Martedì 24 Dicembre 2024
ANTONELLA COPPARI
Politica

I nuovi vertici Ue. Popolari e socialisti, l’alleanza scricchiola. Meloni prepara il blitz

I due gruppi sono divisi sul nome di Costa, che non piace al Ppe. Per dare il via libera chiedono lo staffetta al Consiglio europeo. L’asse coi conservatori azzererebbe il pericolo dei franchi tiratori.

I nuovi vertici Ue. Popolari e socialisti, l’alleanza scricchiola. Meloni prepara il blitz

La cena dei 27 euroleader si è risolta in un fallimento, ma i popolari restano ottimisti e danno anzi la candidatura di Von der Leyen per la ri-presidenza della Commissione quasi fatta: "Siamo molto vicini all’intesa". È probabile che sia così, anche se resta l’incognita della sfinge Macron, il presidente francese che molti sospettano sia in realtà contrario alla riconferma dell’uscente. Lo scoglio più grosso rischia però di diventare il voto dell’Europarlamento del 18 luglio ed è un nodo che rinvia al tentativo di alcuni dei commensali di isolare Giorgia Meloni, spingendola a sparigliare i giochi.

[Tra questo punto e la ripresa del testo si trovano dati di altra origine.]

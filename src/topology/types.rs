use serde::{Deserialize, Serialize};
use std::fmt;
use thiserror::Error;

/// Identifier of a node in the sort cluster. Ids are dense: `0..cluster_size`.
#[derive(Debug, Clone, Copy, Serialize, Deserialize, PartialEq, Eq, Hash, PartialOrd, Ord)]
#[serde(transparent)]
pub struct NodeId(pub u32);

impl fmt::Display for NodeId {
    fn fmt(&self, f: &mut fmt::Formatter<'_>) -> fmt::Result {
        write!(f, "node-{}", self.0)
    }
}

/// A single entry of the topology file.
#[derive(Debug, Clone, Serialize, Deserialize, PartialEq, Eq)]
pub struct Node {
    #[serde(rename = "serverId")]
    pub id: NodeId,
    pub host: String,
    #[serde(deserialize_with = "port_string")]
    pub port: String,
}

impl Node {
    /// `host:port`, in the form accepted by `TcpListener::bind` and `TcpStream::connect`.
    pub fn addr(&self) -> String {
        format!("{}:{}", self.host, self.port)
    }
}

/// On-disk layout of the topology file.
///
/// ```yaml
/// servers:
///   - serverId: 0
///     host: "127.0.0.1"
///     port: "8080"
/// ```
#[derive(Debug, Clone, Serialize, Deserialize)]
pub struct TopologyFile {
    pub servers: Vec<Node>,
}

#[derive(Debug, Error, PartialEq, Eq)]
pub enum TopologyError {
    #[error("topology lists no servers")]
    Empty,

    #[error("cluster size {0} is not a power of two in [1, 256]")]
    InvalidSize(usize),

    #[error("server id {0} listed more than once")]
    DuplicateId(NodeId),

    #[error("server id {id} out of range for a cluster of {size} nodes")]
    IdOutOfRange { id: NodeId, size: usize },

    #[error("server {id} has an empty host or port")]
    MissingAddress { id: NodeId },

    #[error("{0} is not part of the topology")]
    UnknownNode(NodeId),
}

/// Accepts both `port: "8080"` and `port: 8080`.
fn port_string<'de, D>(deserializer: D) -> Result<String, D::Error>
where
    D: serde::Deserializer<'de>,
{
    #[derive(Deserialize)]
    #[serde(untagged)]
    enum Port {
        Text(String),
        Number(u16),
    }

    Ok(match Port::deserialize(deserializer)? {
        Port::Text(text) => text,
        Port::Number(number) => number.to_string(),
    })
}
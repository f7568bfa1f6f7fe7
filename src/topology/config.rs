use super::types::{Node, NodeId, TopologyError, TopologyFile};

use anyhow::{Context, Result};
use std::path::Path;

/// Largest supported cluster: node ids are carved out of a single key byte.
pub const MAX_NODES: usize = 256;

/// The validated, read-only cluster layout shared by every component of a node.
///
/// Nodes are stored ordered by id, and ids are guaranteed to be exactly `0..len()`,
/// so the position of a node in `nodes` is its id.
#[derive(Debug, Clone, PartialEq, Eq)]
pub struct Topology {
    nodes: Vec<Node>,
}

impl Topology {
    pub fn new(mut nodes: Vec<Node>) -> Result<Self, TopologyError> {
        let size = nodes.len();
        if size == 0 {
            return Err(TopologyError::Empty);
        }
        if !size.is_power_of_two() || size > MAX_NODES {
            return Err(TopologyError::InvalidSize(size));
        }

        let mut seen = vec![false; size];
        for node in &nodes {
            let idx = node.id.0 as usize;
            if idx >= size {
                return Err(TopologyError::IdOutOfRange { id: node.id, size });
            }
            if seen[idx] {
                return Err(TopologyError::DuplicateId(node.id));
            }
            seen[idx] = true;

            if node.host.trim().is_empty() || node.port.trim().is_empty() {
                return Err(TopologyError::MissingAddress { id: node.id });
            }
        }

        nodes.sort_by_key(|node| node.id);
        Ok(Self { nodes })
    }

    pub fn from_yaml(text: &str) -> Result<Self> {
        let file: TopologyFile = serde_yaml::from_str(text).context("malformed topology file")?;
        Ok(Self::new(file.servers)?)
    }

    /// Reads and validates the topology file at `path`.
    pub fn load(path: impl AsRef<Path>) -> Result<Self> {
        let path = path.as_ref();
        let text = std::fs::read_to_string(path)
            .with_context(|| format!("could not read config file {}", path.display()))?;

        let topology = Self::from_yaml(&text)
            .with_context(|| format!("invalid config file {}", path.display()))?;

        tracing::info!(
            "Loaded topology with {} node(s) from {}",
            topology.len(),
            path.display()
        );
        Ok(topology)
    }

    pub fn len(&self) -> usize {
        self.nodes.len()
    }

    pub fn is_empty(&self) -> bool {
        self.nodes.is_empty()
    }

    pub fn get(&self, id: NodeId) -> Option<&Node> {
        self.nodes.get(id.0 as usize)
    }

    /// Like [`Topology::get`], but an unknown id is an error.
    pub fn node(&self, id: NodeId) -> Result<&Node, TopologyError> {
        self.get(id).ok_or(TopologyError::UnknownNode(id))
    }

    pub fn nodes(&self) -> &[Node] {
        &self.nodes
    }

    /// Every node except `this`, in id order.
    pub fn peers(&self, this: NodeId) -> impl Iterator<Item = &Node> {
        self.nodes.iter().filter(move |node| node.id != this)
    }
}
use crate::record::types::{Record, decode_records};

use anyhow::{Context, Result};
use std::path::Path;
use tokio::fs::File;
use tokio::io::{AsyncWriteExt, BufWriter};

/// Stable sort by key. Records with equal keys keep their relative order.
pub fn sort_records(records: &mut [Record]) {
    records.sort_by(|a, b| a.cmp_key(b));
}

pub fn is_sorted(records: &[Record]) -> bool {
    records.windows(2).all(|pair| pair[0].key() <= pair[1].key())
}

/// Reads a whole input shard. An empty file is a valid, empty shard.
pub async fn read_records(path: &Path) -> Result<Vec<Record>> {
    let bytes = tokio::fs::read(path)
        .await
        .with_context(|| format!("could not read input file {}", path.display()))?;

    let records = decode_records(&bytes)
        .with_context(|| format!("invalid input file {}", path.display()))?;

    tracing::info!("Read {} record(s) from {}", records.len(), path.display());
    Ok(records)
}

/// Writes records back to back and syncs the file. Creates or truncates `path`.
pub async fn write_records(path: &Path, records: &[Record]) -> Result<()> {
    let file = File::create(path)
        .await
        .with_context(|| format!("could not create output file {}", path.display()))?;
    let mut writer = BufWriter::new(file);

    for record in records {
        writer.write_all(record.as_bytes()).await?;
    }
    writer.flush().await?;
    writer.get_ref().sync_all().await?;

    tracing::info!("Wrote {} record(s) to {}", records.len(), path.display());
    Ok(())
}

/// Sorts `records` and persists them to `path`.
pub async fn sort_and_write(path: &Path, mut records: Vec<Record>) -> Result<usize> {
    sort_records(&mut records);
    write_records(path, &records).await?;
    Ok(records.len())
}
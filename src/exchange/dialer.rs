//! Exchange Dialer
//!
//! Opens one outbound connection per peer and streams that peer's bucket to it.
//!
//! ## Stream layout
//! Each connection carries the bucket's records as data frames, in bucket order, followed
//! by exactly one sentinel frame. The write half is then shut down so the peer sees a
//! clean end-of-stream right after the sentinel.

use super::error::ExchangeError;
use crate::partition::partitioner::PartitionMap;
use crate::record::protocol::{SENTINEL_FRAME, encode_data};
use crate::record::types::Record;
use crate::topology::config::Topology;
use crate::topology::types::NodeId;

use std::sync::Arc;
use std::time::Duration;
use tokio::io::{AsyncWrite, AsyncWriteExt, BufWriter};
use tokio::net::TcpStream;
use tokio::task::JoinHandle;

const INITIAL_DIAL_DELAY: Duration = Duration::from_millis(50);
const MAX_DIAL_DELAY: Duration = Duration::from_secs(1);
const MAX_DIAL_ATTEMPTS: usize = 600;

/// Reconnect policy used while a peer is not yet listening.
///
/// Delays double from `initial_delay` up to `max_delay`, with up to 50ms of jitter.
#[derive(Debug, Clone, Copy, PartialEq, Eq)]
pub struct DialPolicy {
    pub initial_delay: Duration,
    pub max_delay: Duration,
    pub max_attempts: usize,
}

impl Default for DialPolicy {
    fn default() -> Self {
        Self {
            initial_delay: INITIAL_DIAL_DELAY,
            max_delay: MAX_DIAL_DELAY,
            max_attempts: MAX_DIAL_ATTEMPTS,
        }
    }
}

/// A spawned sender: resolves to the number of data frames delivered to `peer`.
pub struct PeerSend {
    pub peer: NodeId,
    pub handle: JoinHandle<Result<usize, ExchangeError>>,
}

pub struct ExchangeDialer {
    this: NodeId,
    topology: Arc<Topology>,
    policy: DialPolicy,
}

impl ExchangeDialer {
    pub fn new(this: NodeId, topology: Arc<Topology>, policy: DialPolicy) -> Self {
        Self {
            this,
            topology,
            policy,
        }
    }

    /// Spawns one sender per peer and returns immediately. Each sender takes its
    /// bucket out of `map`, so buckets are never shared between tasks.
    pub fn spawn_all(&self, map: &mut PartitionMap) -> Vec<PeerSend> {
        let mut sends = Vec::new();

        for peer in self.topology.peers(self.this) {
            let records = map.take(peer.id);
            let addr = peer.addr();
            let peer_id = peer.id;
            let policy = self.policy;

            tracing::debug!("Spawning sender for {} at {} ({} records)", peer_id, addr, records.len());

            let handle = tokio::spawn(async move {
                let stream = connect_with_retry(peer_id, &addr, policy).await?;
                if let Err(e) = stream.set_nodelay(true) {
                    tracing::debug!("Could not set TCP_NODELAY towards {}: {}", peer_id, e);
                }

                let mut writer = BufWriter::new(stream);
                let sent = send_bucket(&mut writer, peer_id, &records).await?;

                tracing::info!("Sent {} record(s) and sentinel to {}", sent, peer_id);
                Ok::<usize, ExchangeError>(sent)
            });

            sends.push(PeerSend {
                peer: peer_id,
                handle,
            });
        }

        sends
    }
}

/// Connects to `addr`, retrying with capped exponential backoff.
pub async fn connect_with_retry(
    peer: NodeId,
    addr: &str,
    policy: DialPolicy,
) -> Result<TcpStream, ExchangeError> {
    let attempts = policy.max_attempts.max(1);
    let mut delay = policy.initial_delay;
    let mut attempt = 0;

    loop {
        attempt += 1;
        match TcpStream::connect(addr).await {
            Ok(stream) => {
                tracing::debug!("Connected to {} at {} (attempt {})", peer, addr, attempt);
                return Ok(stream);
            }
            Err(e) if attempt >= attempts => {
                return Err(ExchangeError::Connect {
                    peer,
                    addr: addr.to_string(),
                    attempts,
                    source: e,
                });
            }
            Err(e) => {
                tracing::trace!("Dial {} at {} failed: {}", peer, addr, e);
                if attempt % 20 == 0 {
                    tracing::warn!("Still waiting for {} at {} ({} attempts)", peer, addr, attempt);
                }

                let jitter = Duration::from_millis(rand::random::<u64>() % 50);
                tokio::time::sleep(delay + jitter).await;
                delay = (delay * 2).min(policy.max_delay);
            }
        }
    }
}

/// Writes `records` as data frames followed by the sentinel, then shuts the writer down.
pub async fn send_bucket<W>(
    writer: &mut W,
    peer: NodeId,
    records: &[Record],
) -> Result<usize, ExchangeError>
where
    W: AsyncWrite + Unpin,
{
    let write_err = |source: std::io::Error| ExchangeError::Write { peer, source };

    for record in records {
        writer.write_all(&encode_data(record)).await.map_err(write_err)?;
    }
    writer.write_all(&SENTINEL_FRAME).await.map_err(write_err)?;
    writer.flush().await.map_err(write_err)?;
    writer.shutdown().await.map_err(write_err)?;

    Ok(records.len())
}

/// Waits for every sender, failing on the first error.
pub async fn wait_all(sends: Vec<PeerSend>) -> Result<usize, ExchangeError> {
    let mut total = 0;
    for send in sends {
        total += send
            .handle
            .await
            .map_err(|source| ExchangeError::Join {
                peer: send.peer,
                source,
            })??;
    }
    Ok(total)
}
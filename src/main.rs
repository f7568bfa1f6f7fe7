use netsort::node::runner::{NodeConfig, SortNode};
use netsort::topology::config::Topology;
use netsort::topology::types::NodeId;

use anyhow::Context;
use std::path::PathBuf;

#[tokio::main]
async fn main() -> anyhow::Result<()> {
    tracing_subscriber::fmt()
        // .with_max_level(tracing::Level::DEBUG)
        .with_max_level(tracing::Level::INFO)
        .init();

    let args: Vec<String> = std::env::args().collect();

    if args.len() != 5 {
        eprintln!(
            "Usage: {} {{serverId}} {{inputFilePath}} {{outputFilePath}} {{configFilePath}}",
            args[0]
        );
        eprintln!("Example: {} 0 input-0.dat output-0.dat servers.yaml", args[0]);
        std::process::exit(1);
    }

    let server_id: u32 = args[1]
        .parse()
        .with_context(|| format!("Invalid serverId {:?}, must be an int", args[1]))?;
    let input = PathBuf::from(&args[2]);
    let output = PathBuf::from(&args[3]);

    let topology = Topology::load(&args[4])?;
    tracing::info!("My server id: {}", server_id);
    for node in topology.nodes() {
        tracing::info!("  - {} at {}", node.id, node.addr());
    }

    let node = SortNode::new(NodeConfig::new(NodeId(server_id), topology))?;

    tracing::info!("Sorting {} to {}", input.display(), output.display());
    let summary = node.run(&input, &output).await?;

    tracing::info!(
        "Done: read {}, sent {}, wrote {} record(s)",
        summary.records_read,
        summary.records_sent,
        summary.records_written
    );

    Ok(())
}
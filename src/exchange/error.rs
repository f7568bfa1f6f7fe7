use crate::record::protocol::FRAME_LEN;
use crate::record::types::RecordError;
use crate::topology::types::NodeId;

use std::fmt;
use std::io;
use std::net::SocketAddr;
use thiserror::Error;

/// Identity of one inbound peer connection.
///
/// Peers are not named on the wire, so an accepted connection is identified by its
/// accept order and remote address. Each peer opens exactly one connection.
#[derive(Debug, Clone, Copy, PartialEq, Eq, Hash)]
pub struct PeerConn {
    pub seq: usize,
    pub addr: SocketAddr,
}

impl fmt::Display for PeerConn {
    fn fmt(&self, f: &mut fmt::Formatter<'_>) -> fmt::Result {
        write!(f, "connection #{} from {}", self.seq, self.addr)
    }
}

#[derive(Debug, Error)]
pub enum ExchangeError {
    #[error("failed to bind listener on {addr}: {source}")]
    Bind {
        addr: String,
        #[source]
        source: io::Error,
    },

    #[error("failed to accept peer connection: {0}")]
    Accept(#[source] io::Error),

    #[error("read from {peer} failed: {source}")]
    Read {
        peer: PeerConn,
        #[source]
        source: io::Error,
    },

    #[error("{peer} closed mid-frame after {received} of {frame_len} bytes", frame_len = FRAME_LEN)]
    TruncatedFrame { peer: PeerConn, received: usize },

    #[error("{peer} sent a malformed frame: {source}")]
    Malformed {
        peer: PeerConn,
        #[source]
        source: RecordError,
    },

    #[error("{peer} closed before sending its sentinel")]
    MissingSentinel { peer: PeerConn },

    #[error("{peer} sent more than one sentinel")]
    DuplicateSentinel { peer: PeerConn },

    #[error("{peer} sent data after its sentinel")]
    DataAfterSentinel { peer: PeerConn },

    #[error("inbound channel closed with {missing} sentinel(s) outstanding")]
    ChannelClosed { missing: usize },

    #[error("could not connect to {peer} at {addr} after {attempts} attempt(s): {source}")]
    Connect {
        peer: NodeId,
        addr: String,
        attempts: usize,
        #[source]
        source: io::Error,
    },

    #[error("write to {peer} failed: {source}")]
    Write {
        peer: NodeId,
        #[source]
        source: io::Error,
    },

    #[error("sender task for {peer} did not complete: {source}")]
    Join {
        peer: NodeId,
        #[source]
        source: tokio::task::JoinError,
    },
}
//! Sort Node Module
//!
//! Wires the partitioner, the exchange and the local sorter into a single run of
//! one cluster node. Configuration is an explicit immutable value handed in at
//! construction; nothing is read from process-wide state.

pub mod runner;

Ma il nodo dei rapporti con la destra non sono l’unico ostacolo: tra Ppe e S&D monta il nervosismo. I popolari, che nei fatti non gradiscono il nome del socialista Antonio Costa come presidente del Consiglio europeo, insistono perchè dopo due anni e mezzo lasci il posto a un esponente del loro partito. I socialisti confermano l’ indisponibilità: "I popolari sono arroganti; vogliono il 75% dei posti col 21% dei voti". Ma reclamano la stessa staffetta per la presidenza dell’Eurocamera, che la maltese Roberta Metsola dovrebbe rimettere nelle loro mani a metà mandato.

Tra i calcoli che hanno spinto Meloni a imporre il rinvio della decisione al 27 giugno c’è la speranza di incunearsi tra i due partiti maggiori se la tensione lievitasse ulteriormente. Ma la principale carta su cui conta la premier italiana per rientrare in partita sono i numeri: i popolari sono contrari a qualsiasi concessione ai Verdi, nei prossimi giorni il sostegno di quei 50 voti potrebbe svanire lasciando la candidata Von der Leyen in balia dei franchi tiratori. La presidente è poco amata nel suo stesso partito, a sparare al riparo del voto segreto potrebbero essere in molti. La trentina di voti di cui dispone Giorgia Meloni offrirebbe una rete di protezione solida, senza contare l’eventualità che, grazie a nuovi arrivi, potrebbe guidare non più il quarto gruppo per importanza ma il terzo: in fondo il vantaggio dei liberali non va oltre i 3 seggi.

Anche per questo sul nodo dei rapporti con la destra il Ppe è diviso. Lunedì alla manovra organizzata da Emmanuel Macron e Olaf Scholz ai danni della leader di Ecr ha partecipato anche il polacco Donald Tusk, delegato alle trattative per conto del Ppe.

Ieri però il presidente del partito Manfred Weber ha suonato una musica opposta: "L’Europa è di centrodestra, gli incarichi ne tengano conto". La situazione è fluida, sia per quanto riguarda i rapporti della vecchia maggioranza Ursula sia la garanzia che i voti per von der Leyen arriveranno davvero. Tra l’altro, l’incidente di lunedì, tanto grave da aver lasciato sbalorditi anche molti capi di governo presenti alla cena, non è legato alla trattativa su questo o quel commissario. Per prima cosa la premier ha bisogno di una sorta di riconoscimento politico, quel che Macron e Scholz mirano a negare: vuole che le candidature siano, se non trattate, almeno discusse anche con lei, dopo di che è più che pronta a concedere un appoggio esterno, votando per la presidenza von der Leyen salvo poi chiamarsi fuori da ogni maggioranza in cambio di un commissario che assolva a due esigenze.

E cioè che si tratti di una posizione rilevante, con tanto di vicepresidenza, quale si addice al terzo Paese dell’Unione per importanza: ad esempio, la Concorrenza o il Mercato interno. E poi deve essere un risultato considerato positivo non solo per il governo italiano, ma per l’intera destra Europa, che in gran parte guarda con disapprovazione all’ipotesi di un voto pro-Ursula.